BREAKING NEWS

Tragedi Rajamerahe 1949: Kisah Gugurnya Panglima Aman Dimot dari Gayo di Tanah Karo



KARO– Nama Aman Dimot atau Abu Bakar tercatat sebagai salah satu pejuang Gayo yang gugur dalam perjuangan mempertahankan kemerdekaan. 

Ia dikenal masyarakat sebagai panglima yang gigih melawan pasukan Belanda di wilayah Tanah Karo, Sumatera Utara, hingga menghembuskan napas terakhir pada 30 Juli 1949.

Peristiwa itu terjadi di Rajamerahe, Desa Sukaramai, Kecamatan Berastagi.

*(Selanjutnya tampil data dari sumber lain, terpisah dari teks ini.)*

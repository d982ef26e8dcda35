//! Row sizing and the display rules applied to cell text.

use super::cell::CellValue;
use super::columns::ColumnCatalog;
use super::config::TableMetrics;
use crate::layout::{chars_per_line, wrap_words};
use crate::units::Pt;

/// First-column text longer than this is compressed when it looks like a person's name
const NAME_COMPRESS_THRESHOLD: usize = 20;
/// E-mail addresses longer than this lose most of their local part
const EMAIL_SHORTEN_THRESHOLD: usize = 18;
const EMAIL_LOCAL_KEEP: usize = 10;
/// Any other text longer than this is cut down to [TRUNCATE_KEEP] characters
const TRUNCATE_THRESHOLD: usize = 15;
const TRUNCATE_KEEP: usize = 12;
const ELLIPSIS: &str = "...";

/// What a cell shows once the display rules have been applied
#[derive(Debug, Clone, PartialEq)]
pub enum CellDisplay {
    /// A single line, possibly shortened
    Single(String),
    /// The full text, one entry per wrapped line
    Wrapped(Vec<String>),
}

/// Pure sizing and formatting decisions for one table. Never paints, so it can
/// be asked about a row before deciding whether that row fits on the page.
pub struct TablePlanner<'a> {
    catalog: &'a ColumnCatalog,
    metrics: &'a TableMetrics,
    body_size: Pt,
}

impl<'a> TablePlanner<'a> {
    pub fn new(catalog: &'a ColumnCatalog, metrics: &'a TableMetrics, body_size: Pt) -> Self {
        TablePlanner {
            catalog,
            metrics,
            body_size,
        }
    }

    pub fn column_widths<H: AsRef<str>>(&self, headers: &[H], total_width: Pt) -> Vec<Pt> {
        self.catalog.column_widths(headers, total_width)
    }

    /// Lines of a wrap-eligible cell of the given column width
    pub fn wrap_cell(&self, text: &str, column_width: Pt) -> Vec<String> {
        let usable = column_width - self.metrics.cell_padding_x * 2.0;
        let max_chars = chars_per_line(usable, self.body_size, self.metrics.char_width_factor);
        wrap_words(text, max_chars)
    }

    /// Height of a row: the minimum row height, grown to fit the tallest
    /// wrap-eligible cell. Columns outside the wrap-eligible set never add height.
    pub fn row_height<H: AsRef<str>>(&self, row: &[CellValue], widths: &[Pt], headers: &[H]) -> Pt {
        let min = self.metrics.min_row_height;
        headers
            .iter()
            .zip(widths)
            .enumerate()
            .filter(|(_, (header, _))| self.catalog.is_wrap_eligible(header.as_ref()))
            .map(|(i, (_, &width))| {
                let text = row.get(i).map(ToString::to_string).unwrap_or_default();
                let lines = self.wrap_cell(&text, width).len();
                let needed = self.metrics.line_height * lines as f32 + self.metrics.wrap_vertical_padding;
                needed.max(min)
            })
            .fold(min, Pt::max)
    }

    /// Applies the display rules for the cell in `column` (0-based) under `header`
    pub fn cell_display(&self, column: usize, header: &str, text: &str, width: Pt) -> CellDisplay {
        if self.catalog.is_wrap_eligible(header) {
            return CellDisplay::Wrapped(self.wrap_cell(text, width));
        }

        let len = text.chars().count();
        if column == 0 && len > NAME_COMPRESS_THRESHOLD {
            if let Some(name) = compress_person_name(text) {
                return CellDisplay::Single(name);
            }
        }
        if len > EMAIL_SHORTEN_THRESHOLD && text.contains('@') {
            return CellDisplay::Single(shorten_email(text));
        }
        if len > TRUNCATE_THRESHOLD {
            return CellDisplay::Single(truncate(text, TRUNCATE_KEEP));
        }
        CellDisplay::Single(text.to_string())
    }
}

/// `"García López Martínez, Juan Carlos"` becomes `"García López, Juan"`: at most
/// two surnames and the first given name. [None] when the text is not shaped
/// `"Surnames, Given names"`.
pub fn compress_person_name(text: &str) -> Option<String> {
    let (surnames, given) = text.split_once(',')?;
    let surnames: Vec<&str> = surnames.split_whitespace().take(2).collect();
    let first_given = given.split_whitespace().next()?;
    if surnames.is_empty() {
        return None;
    }
    Some(format!("{}, {}", surnames.join(" "), first_given))
}

/// Keeps the first ten characters of the local part and the whole domain. The
/// ellipsis only appears when something was actually cut.
pub fn shorten_email(text: &str) -> String {
    match text.split_once('@') {
        Some((local, domain)) if local.chars().count() > EMAIL_LOCAL_KEEP => {
            let kept: String = local.chars().take(EMAIL_LOCAL_KEEP).collect();
            format!("{kept}{ELLIPSIS}@{domain}")
        }
        Some(_) => text.to_string(),
        None => truncate(text, TRUNCATE_KEEP),
    }
}

/// First `keep` characters followed by an ellipsis
pub fn truncate(text: &str, keep: usize) -> String {
    let kept: String = text.chars().take(keep).collect();
    format!("{kept}{ELLIPSIS}")
}

#[cfg(test)]
mod tests {
    use super::*;

    fn planner_parts() -> (ColumnCatalog, TableMetrics) {
        (ColumnCatalog::default(), TableMetrics::default())
    }

    #[test]
    fn short_rows_keep_the_minimum_height() {
        let (catalog, metrics) = planner_parts();
        let planner = TablePlanner::new(&catalog, &metrics, Pt(8.0));
        let headers = ["Nombre Completo", "CIF", "Email"];
        let widths = [Pt(120.0), Pt(70.0), Pt(140.0)];
        let row: Vec<CellValue> = vec!["Ruiz, Eva".into(), "B12345678".into(), "eva@acme.es".into()];
        assert_eq!(planner.row_height(&row, &widths, &headers), Pt(35.0));
    }

    #[test]
    fn five_wrapped_lines_grow_the_row() {
        let (catalog, metrics) = planner_parts();
        let planner = TablePlanner::new(&catalog, &metrics, Pt(8.0));
        // 50pt column, 5pt padding each side -> 40pt / 4pt per char = 10 chars per line
        let headers = ["Dirección"];
        let widths = [Pt(50.0)];
        let row: Vec<CellValue> = vec!["Calle Real 12 Portal 3 Escalera B Madrid España".into()];
        let lines = planner.wrap_cell(&row[0].to_string(), widths[0]);
        assert_eq!(lines.len(), 5);
        let height = planner.row_height(&row, &widths, &headers);
        assert_eq!(height, Pt(5.0 * 10.0 + 10.0));
        assert!(height > metrics.min_row_height);
    }

    #[test]
    fn only_wrap_eligible_columns_add_height() {
        let (catalog, metrics) = planner_parts();
        let planner = TablePlanner::new(&catalog, &metrics, Pt(8.0));
        let long = "palabra ".repeat(40);
        let row: Vec<CellValue> = vec![long.as_str().into()];
        assert_eq!(planner.row_height(&row, &[Pt(50.0)], &["CIF"]), Pt(35.0));
        assert!(planner.row_height(&row, &[Pt(50.0)], &["Puesto"]) > Pt(35.0));
    }

    #[test]
    fn missing_cells_do_not_panic() {
        let (catalog, metrics) = planner_parts();
        let planner = TablePlanner::new(&catalog, &metrics, Pt(8.0));
        let row: Vec<CellValue> = vec![];
        assert_eq!(
            planner.row_height(&row, &[Pt(100.0), Pt(100.0)], &["Email", "Centro"]),
            Pt(35.0)
        );
    }

    #[test]
    fn height_never_drops_below_minimum() {
        let (catalog, metrics) = planner_parts();
        let planner = TablePlanner::new(&catalog, &metrics, Pt(8.0));
        let long = lipsum::lipsum(60);
        for text in ["", "a", "una dirección algo más larga que las demás", long.as_str()] {
            let row = vec![CellValue::from(text)];
            for width in [Pt(10.0), Pt(60.0), Pt(300.0)] {
                assert!(planner.row_height(&row, &[width], &["Dirección"]) >= metrics.min_row_height);
            }
        }
    }

    #[test]
    fn wrap_eligible_columns_are_never_truncated() {
        let (catalog, metrics) = planner_parts();
        let planner = TablePlanner::new(&catalog, &metrics, Pt(8.0));
        let value = "maria.fernandez.gomez@empresa-ejemplo.es";
        assert_eq!(value.chars().count(), 40);

        match planner.cell_display(2, "Email", value, Pt(140.0)) {
            CellDisplay::Wrapped(lines) => assert_eq!(lines.concat(), value),
            other => panic!("expected wrapped e-mail, got {other:?}"),
        }

        let cif = "A".repeat(40);
        assert_eq!(
            planner.cell_display(1, "CIF", &cif, Pt(70.0)),
            CellDisplay::Single(format!("{}...", "A".repeat(12)))
        );
    }

    #[test]
    fn first_column_names_are_compressed() {
        let (catalog, metrics) = planner_parts();
        let planner = TablePlanner::new(&catalog, &metrics, Pt(8.0));
        assert_eq!(
            planner.cell_display(0, "Nombre Completo", "García López Martínez, Juan Carlos", Pt(120.0)),
            CellDisplay::Single("García López, Juan".into())
        );
        // same text outside the first column is just truncated
        assert_eq!(
            planner.cell_display(1, "Nombre Completo", "García López Martínez, Juan Carlos", Pt(120.0)),
            CellDisplay::Single("García López...".into())
        );
    }

    #[test]
    fn long_first_column_without_a_comma_is_truncated() {
        let (catalog, metrics) = planner_parts();
        let planner = TablePlanner::new(&catalog, &metrics, Pt(8.0));
        assert_eq!(
            planner.cell_display(0, "Empresa", "Construcciones del Norte Sociedad", Pt(110.0)),
            CellDisplay::Single("Construccion...".into())
        );
    }

    #[test]
    fn e_mails_outside_wrap_columns_are_shortened() {
        let (catalog, metrics) = planner_parts();
        let planner = TablePlanner::new(&catalog, &metrics, Pt(8.0));
        assert_eq!(
            planner.cell_display(3, "Contacto", "recursos.humanos@acme.es", Pt(80.0)),
            CellDisplay::Single("recursos.h...@acme.es".into())
        );
        assert_eq!(shorten_email("rrhh@consultoria-laboral.es"), "rrhh@consultoria-laboral.es");
    }

    #[test]
    fn short_text_is_left_alone() {
        let (catalog, metrics) = planner_parts();
        let planner = TablePlanner::new(&catalog, &metrics, Pt(8.0));
        assert_eq!(
            planner.cell_display(1, "Estado", "exactly 15 char", Pt(60.0)),
            CellDisplay::Single("exactly 15 char".into())
        );
    }

    #[test]
    fn name_compression_needs_the_surname_comma_shape() {
        assert_eq!(compress_person_name("Pérez, Ana María"), Some("Pérez, Ana".into()));
        assert_eq!(compress_person_name("Ana María Pérez"), None);
        assert_eq!(compress_person_name(", Ana"), None);
        assert_eq!(compress_person_name("Pérez,"), None);
    }
}
//! Paginated tabular PDF reports.
//!
//! The [report] module is the entry point: configure a [report::Report], feed it
//! tables and summary blocks, and write the result. Everything else is the
//! drawing surface underneath it: buffered [Page]s inside a [Document], the
//! base-14 [StandardFont]s, and [layout] helpers for measuring and positioning.

mod colour;
pub use colour::*;

mod content;

mod document;
pub use document::*;

mod font;
pub use font::*;

mod info;
pub use info::*;

/// Utility functions and structures to layout objects (most text) on pages
pub mod layout;

mod page;
pub use page::*;

pub mod pagesize;

mod rect;
pub use rect::*;

pub(crate) mod refs;

pub mod report;

mod units;
pub use units::*;

mod error;
pub use error::*;

/// Re-export PDF-writer functionality, mostly for custom [pdf_writer::Content] generation
pub use pdf_writer;
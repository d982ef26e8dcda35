//! Drawing primitives in top-down report coordinates.

use super::Report;
use crate::colour::Colour;
use crate::font::StandardFont;
use crate::layout::{baseline_from_top, from_top, rect_from_top, width_of_text};
use crate::page::{Page, SpanFont, SpanLayout, Stroke};
use crate::units::Pt;
use crate::ReportError;
use id_arena::Id;

/// Font, size and colour of one run of text
#[derive(Debug, Clone, Copy, PartialEq)]
pub(crate) struct TextStyle {
    pub font: StandardFont,
    pub size: Pt,
    pub colour: Colour,
}

impl TextStyle {
    pub fn regular(size: Pt, colour: Colour) -> TextStyle {
        TextStyle {
            font: StandardFont::Helvetica,
            size,
            colour,
        }
    }

    pub fn bold(size: Pt, colour: Colour) -> TextStyle {
        TextStyle {
            font: StandardFont::HelveticaBold,
            size,
            colour,
        }
    }

    pub fn oblique(size: Pt, colour: Colour) -> TextStyle {
        TextStyle {
            font: StandardFont::HelveticaOblique,
            size,
            colour,
        }
    }

    pub fn width_of(&self, text: &str) -> Pt {
        width_of_text(text, self.font, self.size)
    }
}

impl Report {
    pub(crate) fn fill(
        &mut self,
        page: Id<Page>,
        (x, y): (Pt, Pt),
        (width, height): (Pt, Pt),
        colour: Colour,
    ) -> Result<(), ReportError> {
        let page_height = self.page_height();
        let rect = rect_from_top(page_height, x, y, width, height);
        self.document.page_mut(page)?.fill_rect(rect, colour);
        Ok(())
    }

    pub(crate) fn border(
        &mut self,
        page: Id<Page>,
        (x, y): (Pt, Pt),
        (width, height): (Pt, Pt),
        colour: Colour,
    ) -> Result<(), ReportError> {
        let page_height = self.page_height();
        let rect = rect_from_top(page_height, x, y, width, height);
        let stroke = Stroke {
            colour,
            width: self.config.metrics.border_width,
        };
        self.document.page_mut(page)?.stroke_rect(rect, stroke);
        Ok(())
    }

    /// Horizontal rule of `width` starting at `(x, y)`
    pub(crate) fn hline(
        &mut self,
        page: Id<Page>,
        (x, y): (Pt, Pt),
        width: Pt,
        stroke: Stroke,
    ) -> Result<(), ReportError> {
        let y = from_top(self.page_height(), y);
        self.document
            .page_mut(page)?
            .add_line((x, y), (x + width, y), stroke);
        Ok(())
    }

    /// Vertical rule of `height` hanging down from `(x, y)`
    pub(crate) fn vline(
        &mut self,
        page: Id<Page>,
        (x, y): (Pt, Pt),
        height: Pt,
        stroke: Stroke,
    ) -> Result<(), ReportError> {
        let page_height = self.page_height();
        let top = from_top(page_height, y);
        let bottom = from_top(page_height, y + height);
        self.document
            .page_mut(page)?
            .add_line((x, top), (x, bottom), stroke);
        Ok(())
    }

    /// Text whose top-left corner sits at `(x, y)`
    pub(crate) fn text(
        &mut self,
        page: Id<Page>,
        text: &str,
        (x, y): (Pt, Pt),
        style: TextStyle,
    ) -> Result<(), ReportError> {
        if text.is_empty() {
            return Ok(());
        }
        let baseline = baseline_from_top(self.page_height(), y, style.font, style.size);
        self.document.page_mut(page)?.add_span(SpanLayout {
            text: text.to_string(),
            font: SpanFont {
                font: style.font,
                size: style.size,
            },
            colour: style.colour,
            coords: (x, baseline),
        });
        Ok(())
    }

    /// Text ending at `right`
    pub(crate) fn text_right(
        &mut self,
        page: Id<Page>,
        text: &str,
        (right, y): (Pt, Pt),
        style: TextStyle,
    ) -> Result<(), ReportError> {
        let x = right - style.width_of(text);
        self.text(page, text, (x, y), style)
    }

    /// Text centred horizontally on `centre`
    pub(crate) fn text_centred(
        &mut self,
        page: Id<Page>,
        text: &str,
        (centre, y): (Pt, Pt),
        style: TextStyle,
    ) -> Result<(), ReportError> {
        let x = centre - style.width_of(text) / 2.0;
        self.text(page, text, (x, y), style)
    }
}

#[cfg(test)]
mod tests {
    use super::*;
    use crate::page::PageContents;
    use crate::report::{ReportConfig, ReportHeader};

    #[test]
    fn text_is_placed_below_its_top_edge() {
        let mut report = Report::new(ReportConfig::default(), ReportHeader::new("T")).unwrap();
        let page = report.current_page();
        let height = report.page_height();
        let style = TextStyle::regular(Pt(10.0), crate::colour::colours::BLACK);
        report.text(page, "hola", (Pt(50.0), Pt(200.0)), style).unwrap();

        let span = report
            .document()
            .page(page)
            .unwrap()
            .spans()
            .find(|s| s.text == "hola")
            .cloned()
            .unwrap();
        assert_eq!(span.coords.0, Pt(50.0));
        let expected = height - Pt(200.0) - StandardFont::Helvetica.ascent(Pt(10.0));
        assert!((*span.coords.1 - *expected).abs() < 1e-3);
    }

    #[test]
    fn right_aligned_text_ends_at_the_edge() {
        let style = TextStyle::bold(Pt(10.0), crate::colour::colours::BLACK);
        let mut report = Report::new(ReportConfig::default(), ReportHeader::new("T")).unwrap();
        let page = report.current_page();
        report
            .text_right(page, "abcd", (Pt(300.0), Pt(150.0)), style)
            .unwrap();
        let span = report
            .document()
            .page(page)
            .unwrap()
            .spans()
            .find(|s| s.text == "abcd")
            .cloned()
            .unwrap();
        let end = span.coords.0 + style.width_of("abcd");
        assert!((*end - 300.0).abs() < 1e-3);
    }

    #[test]
    fn empty_text_paints_nothing() {
        let mut report = Report::new(ReportConfig::default(), ReportHeader::new("T")).unwrap();
        let page = report.current_page();
        let before = report.document().page(page).unwrap().contents.len();
        let style = TextStyle::oblique(Pt(8.0), crate::colour::colours::BLACK);
        report.text(page, "", (Pt(0.0), Pt(0.0)), style).unwrap();
        let contents = &report.document().page(page).unwrap().contents;
        assert_eq!(contents.len(), before);
        assert!(contents.iter().any(|c| matches!(c, PageContents::Shape(_))));
    }
}
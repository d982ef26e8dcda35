use crate::{
    font::StandardFont,
    info::Info,
    page::Page,
    refs::{ObjectReferences, RefType},
    ReportError,
};
use id_arena::{Arena, Id};
use pdf_writer::{Pdf, Ref};
use std::io::Write;

#[derive(Default)]
/// A document is the buffered drawing surface of a report: it stores every
/// page until the whole thing is rendered out with a call to [Document::write]
pub struct Document {
    pub info: Option<Info>,
    pub pages: Arena<Page>,
    pub page_order: Vec<Id<Page>>,
}

impl Document {
    /// Sets information about the document. If not provided, no information block will be
    /// written to the PDF
    pub fn set_info(&mut self, info: Info) {
        self.info = Some(info);
    }

    /// Add a page to the end of the document, returning its handle. The handle stays
    /// valid for the lifetime of the document and can be used to revisit the page
    /// after later pages were added.
    pub fn add_page(&mut self, page: Page) -> Id<Page> {
        let id = self.pages.alloc(page);
        self.page_order.push(id);
        id
    }

    /// Number of pages in the document
    pub fn page_count(&self) -> usize {
        self.page_order.len()
    }

    /// Get the 0-based index of a page given its ID
    pub fn index_of_page(&self, page: Id<Page>) -> Option<usize> {
        self.page_order.iter().position(|&p| p == page)
    }

    /// Get the page Id of a page at the given index. Returns [None] if
    /// `page_index >= self.page_order.len()`.
    pub fn id_of_page_index(&self, page_index: usize) -> Option<Id<Page>> {
        self.page_order.get(page_index).copied()
    }

    /// Look up a page by handle
    pub fn page(&self, page: Id<Page>) -> Result<&Page, ReportError> {
        self.pages.get(page).ok_or(ReportError::PageMissing)
    }

    /// Look up a page by handle, for painting
    pub fn page_mut(&mut self, page: Id<Page>) -> Result<&mut Page, ReportError> {
        self.pages.get_mut(page).ok_or(ReportError::PageMissing)
    }

    /// Pages in document order
    pub fn iter_pages(&self) -> impl Iterator<Item = &Page> {
        self.page_order.iter().filter_map(|&id| self.pages.get(id))
    }

    /// Write the entire document to the writer. Note: although this can write to arbitrary
    /// streams, the entire document is "rendered" in memory first. Until `write` is called,
    /// nothing is resolved, so pages can be painted on in any order.
    pub fn write<W: Write>(self, mut w: W) -> Result<(), ReportError> {
        let Document {
            info,
            pages,
            page_order,
        } = self;

        let mut refs = ObjectReferences::new();

        let catalog_id = refs.gen(RefType::Catalog);
        let page_tree_id = refs.gen(RefType::PageTree);

        let mut writer = Pdf::new();
        if let Some(info) = info {
            info.write(&mut refs, &mut writer);
        }

        // page refs are keyed by position in the document, not by arena index
        let page_refs: Vec<Ref> = (0..page_order.len())
            .map(|i| refs.gen(RefType::Page(i)))
            .collect();

        writer
            .pages(page_tree_id)
            .count(page_refs.len() as i32)
            .kids(page_refs);

        for font in StandardFont::ALL {
            font.write(&mut refs, &mut writer);
        }

        for (page_index, id) in page_order.iter().enumerate() {
            let page = pages.get(*id).ok_or(ReportError::PageMissing)?;
            page.write(&mut refs, page_index, &mut writer)?;
        }

        writer.catalog(catalog_id).pages(page_tree_id);

        log::debug!("serialised document with {} pages", page_order.len());
        w.write_all(writer.finish().as_slice()).map_err(Into::into)
    }
}

#[cfg(test)]
mod tests {
    use super::*;
    use crate::pagesize;

    #[test]
    fn page_handles_follow_document_order() {
        let mut doc = Document::default();
        let first = doc.add_page(Page::new(pagesize::A4, None));
        let second = doc.add_page(Page::new(pagesize::A4, None));
        assert_eq!(doc.page_count(), 2);
        assert_eq!(doc.index_of_page(second), Some(1));
        assert_eq!(doc.id_of_page_index(0), Some(first));
        assert_eq!(doc.id_of_page_index(2), None);
    }

    #[test]
    fn foreign_handles_are_rejected() {
        let mut other = Document::default();
        other.add_page(Page::new(pagesize::A4, None));
        let foreign = other.add_page(Page::new(pagesize::A4, None));

        let mut doc = Document::default();
        doc.add_page(Page::new(pagesize::A4, None));
        assert!(matches!(doc.page_mut(foreign), Err(ReportError::PageMissing)));
    }

    #[test]
    fn writes_a_pdf_header_and_trailer() {
        let mut doc = Document::default();
        doc.add_page(Page::new(pagesize::A4, None));
        let mut out: Vec<u8> = Vec::new();
        doc.write(&mut out).unwrap();
        assert!(out.starts_with(b"%PDF-"));
        assert!(out.ends_with(b"%%EOF") || out.ends_with(b"%%EOF\n"));
    }
}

Saat itu pasukan gabungan Barisan Gerilya Rakyat (Bagura) dan Mujahidin asal Aceh Tengah yang dipimpin Teungku Ilyas Leube berjumlah sekitar 45 orang melakukan pengintaian terhadap konvoi Belanda yang terdiri dari 25 truk dan 2 tank.

Menurut catatan pejuang yang selamat, pada siang hari pasukan melakukan serangan mendadak. Aman Dimot yang berada di garis depan memimpin penyerangan menggunakan kelewang dan senapan. 

Saat situasi semakin terdesak karena kalah jumlah dan persenjataan, Komandan Ilyas Leube memerintahkan mundur. Aman Dimot memilih bertahan bersama dua rekannya, Pang Ali Rema dan Pang Edem. Dalam kontak tembak jarak dekat, Pang Ali Rema dan Pang Edem gugur. Aman Dimot tetap melawan seorang diri hingga akhirnya tertangkap pasukan Belanda dalam keadaan kelelahan.


Versi lisan yang berkembang di masyarakat menyebutkan, karena tidak dapat dilumpuhkan dengan tembakan, serdadu Belanda melakukan tindakan keji terhadap Aman Dimot. Tubuhnya kemudian dilindas tank Belanda hingga meninggal dunia.

Aman Dimot syahid pada 30 Juli 1949. Jenazahnya awalnya dimakamkan di Rajamerahe. Kini kerangkanya telah dipindahkan ke Taman Makam Pahlawan Kabanjahe, Sumatera Utara.

Hingga kini masyarakat Aceh, khususnya dataran tinggi Gayo, terus mengusulkan agar Aman Dimot dianugerahi gelar Pahlawan Nasional. 

Kisahnya menjadi simbol keberanian rakyat dalam mempertahankan kemerdekaan, meski harus berhadapan dengan kekuatan militer yang jauh lebih besar.

Perjuangan Aman Dimot mengingatkan bahwa kemerdekaan Indonesia ditebus dengan pengorbanan besar para pejuang daerah yang namanya belum semua tercatat dalam sejarah resmi.

Sumber:  Catatan sejarah lisan pejuang Bagura.